Semaine 18.1 - Lison et Auguste
Lison riait toujours alors qu'elle frottait le devant de son tablier pour en ôter la neige. Ciel qu'elle aimait la neige ! Maman ne serait pas ravie de la voir revenir trempée, prétexterait qu'une jeune fille de son âge ne pouvait autant se laisser aller, mais qu'importe, une bonne bataille, la première de la saison, valait toutes les réprimandes. Elle s'était séparée de ses camarades de classe quelques rues plus tôt et poursuivait maintenant seule son chemin.
Comme d'habitude, elle marcha le long du Manoir. Son pas ralentit. Lison passait devant chaque jour au moins deux fois, voire plus quand maman la renvoyait en ville pour diverses commissions. La grande maison, d'une belle pierre sombre, se tenait sur trois niveaux et trônait majestueusement au milieu d'un parc d'une taille très raisonnable. De temps à autre, des bougies étaient allumées, et on pouvait deviner un intérieur luxueux, mais elle semblait le plus clair du temps inhabitée, du moins depuis la rue.

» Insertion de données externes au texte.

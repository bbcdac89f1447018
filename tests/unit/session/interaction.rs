use super::*;
use crate::scene::layer::{ShapeLayer, ShapeType};
use crate::session::opts::EditorOpts;

/// Store with one 200×100 rectangle at (100, 100), not selected.
fn setup() -> (EditorStore, String) {
    let mut store = EditorStore::with_opts(Vec::new(), EditorOpts::default());
    let mut shape = ShapeLayer::new(ShapeType::Rectangle);
    shape.transform = Transform::new(100.0, 100.0, 200.0, 100.0, 1);
    let id = store.add_layer(Layer::Shape(shape)).unwrap();
    store.select_layer(None);
    (store, id)
}

fn transform(store: &EditorStore, id: &str) -> Transform {
    store
        .current_slide()
        .layer(id)
        .and_then(Layer::transform)
        .cloned()
        .unwrap()
}

#[test]
fn click_selects_and_drag_moves() {
    let (mut store, id) = setup();
    let mut ctl = InteractionController::new();
    assert_eq!(ctl.pointer_down(&mut store, Point::new(150.0, 150.0)), DragMode::Move);
    assert_eq!(store.selected_layer_id(), Some(id.as_str()));
    assert_eq!(ctl.cursor(), Cursor::Grabbing);

    assert!(ctl.pointer_move(&mut store, Point::new(160.0, 170.0)));
    assert!(ctl.pointer_move(&mut store, Point::new(170.0, 190.0)));
    let t = transform(&store, &id);
    assert_eq!((t.x, t.y), (120.0, 140.0));
    assert!(ctl.pointer_up(&mut store));
    assert_eq!(ctl.mode(), DragMode::None);
}

#[test]
fn drag_is_one_history_entry() {
    let (mut store, id) = setup();
    let before = store.history().len();
    let mut ctl = InteractionController::new();
    ctl.pointer_down(&mut store, Point::new(150.0, 150.0));
    for i in 1..=10 {
        ctl.pointer_move(&mut store, Point::new(150.0 + f64::from(i), 150.0));
    }
    ctl.pointer_up(&mut store);
    assert_eq!(store.history().len(), before + 1);
    assert!(store.undo());
    assert_eq!(transform(&store, &id).x, 100.0);
}

#[test]
fn undo_mid_drag_keeps_the_rest_of_the_drag_undoable() {
    let (mut store, id) = setup();
    let mut ctl = InteractionController::new();
    ctl.pointer_down(&mut store, Point::new(150.0, 150.0));
    ctl.pointer_move(&mut store, Point::new(170.0, 150.0));

    assert!(store.undo());
    assert_eq!(transform(&store, &id).x, 100.0);
    assert!(!store.in_gesture());

    assert!(ctl.pointer_move(&mut store, Point::new(250.0, 150.0)));
    assert!(store.in_gesture());
    assert!(ctl.pointer_up(&mut store));
    assert_eq!(transform(&store, &id).x, 200.0);
    assert!(!store.can_redo());

    assert!(store.undo());
    assert_eq!(transform(&store, &id).x, 100.0);
    assert!(store.redo());
    assert_eq!(transform(&store, &id).x, 200.0);
}

#[test]
fn click_without_motion_records_nothing() {
    let (mut store, _) = setup();
    let before = store.history().len();
    let mut ctl = InteractionController::new();
    ctl.pointer_down(&mut store, Point::new(150.0, 150.0));
    ctl.pointer_move(&mut store, Point::new(150.0, 150.0));
    assert!(!ctl.pointer_up(&mut store));
    assert_eq!(store.history().len(), before);
}

#[test]
fn delta_is_divided_by_zoom() {
    let (mut store, id) = setup();
    store.set_zoom(0.5);
    let mut ctl = InteractionController::new();
    // Logical (150, 150) is screen (75, 75) at zoom 0.5.
    assert_eq!(ctl.pointer_down(&mut store, Point::new(75.0, 75.0)), DragMode::Move);
    ctl.pointer_move(&mut store, Point::new(85.0, 75.0));
    assert_eq!(transform(&store, &id).x, 120.0);
}

#[test]
fn handle_of_selected_layer_starts_resize() {
    let (mut store, id) = setup();
    store.select_layer(Some(&id));
    let mut ctl = InteractionController::new();
    let mode = ctl.pointer_down(&mut store, Point::new(300.0, 200.0));
    assert_eq!(mode, DragMode::Resize(ResizeHandle::Se));
    assert_eq!(mode.as_str(), "resize-se");
    assert_eq!(ctl.cursor(), Cursor::NwseResize);
    ctl.pointer_move(&mut store, Point::new(350.0, 260.0));
    let t = transform(&store, &id);
    assert_eq!((t.x, t.y, t.width, t.height), (100.0, 100.0, 250.0, 160.0));
}

#[test]
fn resize_west_clamps_and_keeps_east_edge() {
    let initial = Transform::new(100.0, 100.0, 200.0, 100.0, 1);
    let t = apply_drag(DragMode::Resize(ResizeHandle::W), &initial, Vec2::new(500.0, 0.0), 20.0);
    assert_eq!(t.width, 20.0);
    assert_eq!(t.x + t.width, 300.0);
    assert_eq!((t.y, t.height), (100.0, 100.0));
}

#[test]
fn resize_north_clamps_and_keeps_south_edge() {
    let initial = Transform::new(100.0, 100.0, 200.0, 100.0, 1);
    let t = apply_drag(DragMode::Resize(ResizeHandle::Nw), &initial, Vec2::new(10.0, 300.0), 20.0);
    assert_eq!(t.height, 20.0);
    assert_eq!(t.y + t.height, 200.0);
    assert_eq!((t.x, t.width), (110.0, 190.0));
}

#[test]
fn resize_east_clamps_in_place() {
    let initial = Transform::new(100.0, 100.0, 200.0, 100.0, 1);
    let t = apply_drag(DragMode::Resize(ResizeHandle::E), &initial, Vec2::new(-400.0, 50.0), 20.0);
    assert_eq!((t.x, t.width, t.height), (100.0, 20.0, 100.0));
}

#[test]
fn empty_canvas_clears_selection() {
    let (mut store, id) = setup();
    store.select_layer(Some(&id));
    let mut ctl = InteractionController::new();
    assert_eq!(ctl.pointer_down(&mut store, Point::new(900.0, 900.0)), DragMode::None);
    assert_eq!(store.selected_layer_id(), None);
    assert!(!ctl.pointer_move(&mut store, Point::new(950.0, 950.0)));
}

#[test]
fn leave_ends_the_drag() {
    let (mut store, _) = setup();
    let mut ctl = InteractionController::new();
    ctl.pointer_down(&mut store, Point::new(150.0, 150.0));
    ctl.pointer_move(&mut store, Point::new(200.0, 150.0));
    assert!(ctl.pointer_leave(&mut store));
    assert!(!ctl.is_dragging());
    assert!(!store.in_gesture());
}

#[test]
fn escape_only_when_idle() {
    let (mut store, _) = setup();
    let mut ctl = InteractionController::new();
    ctl.pointer_down(&mut store, Point::new(150.0, 150.0));
    assert!(!ctl.escape(&mut store));
    assert!(store.selected_layer_id().is_some());
    ctl.pointer_up(&mut store);
    assert!(ctl.escape(&mut store));
    assert!(store.selected_layer_id().is_none());
}

#[test]
fn double_click_selects_text_only() {
    let (mut store, _) = setup();
    let text = store.add_text_layer("Hello").unwrap();
    store.select_layer(None);
    let mut ctl = InteractionController::new();
    // The default text box spans (90, 400) to (990, 600).
    assert_eq!(ctl.double_click(&mut store, Point::new(500.0, 500.0)), Some(text.clone()));
    assert_eq!(store.selected_layer_id(), Some(text.as_str()));
    assert_eq!(ctl.double_click(&mut store, Point::new(150.0, 150.0)), None);
}

#[test]
fn hover_cursor_reports_handles_and_layers() {
    let (mut store, id) = setup();
    let ctl = InteractionController::new();
    assert_eq!(ctl.hover_cursor(&store, Point::new(150.0, 150.0)), Cursor::Pointer);
    assert_eq!(ctl.hover_cursor(&store, Point::new(900.0, 900.0)), Cursor::Default);
    store.select_layer(Some(&id));
    assert_eq!(ctl.hover_cursor(&store, Point::new(300.0, 100.0)), Cursor::NeswResize);
    assert_eq!(ctl.hover_cursor(&store, Point::new(200.0, 100.0)), Cursor::NsResize);
    assert_eq!(Cursor::EwResize.as_str(), "ew-resize");
}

Ce soir-là, alors que Lison suivait la grille du Manoir, son œil fut attiré par une silhouette au deuxième étage. Elle s'arrêta. Repoussant en arrière la mèche de cheveux mouillés qui lui couvrait le visage, elle plissa les yeux. C'était un jeune garçon, peut-être de son âge. Son front et sa main étaient appuyés à la vitre. Il avait l'air si seul que Lison eut de la peine pour lui. La lèvre mordue, elle se décida finalement, sans vraiment réfléchir, et s'approcha.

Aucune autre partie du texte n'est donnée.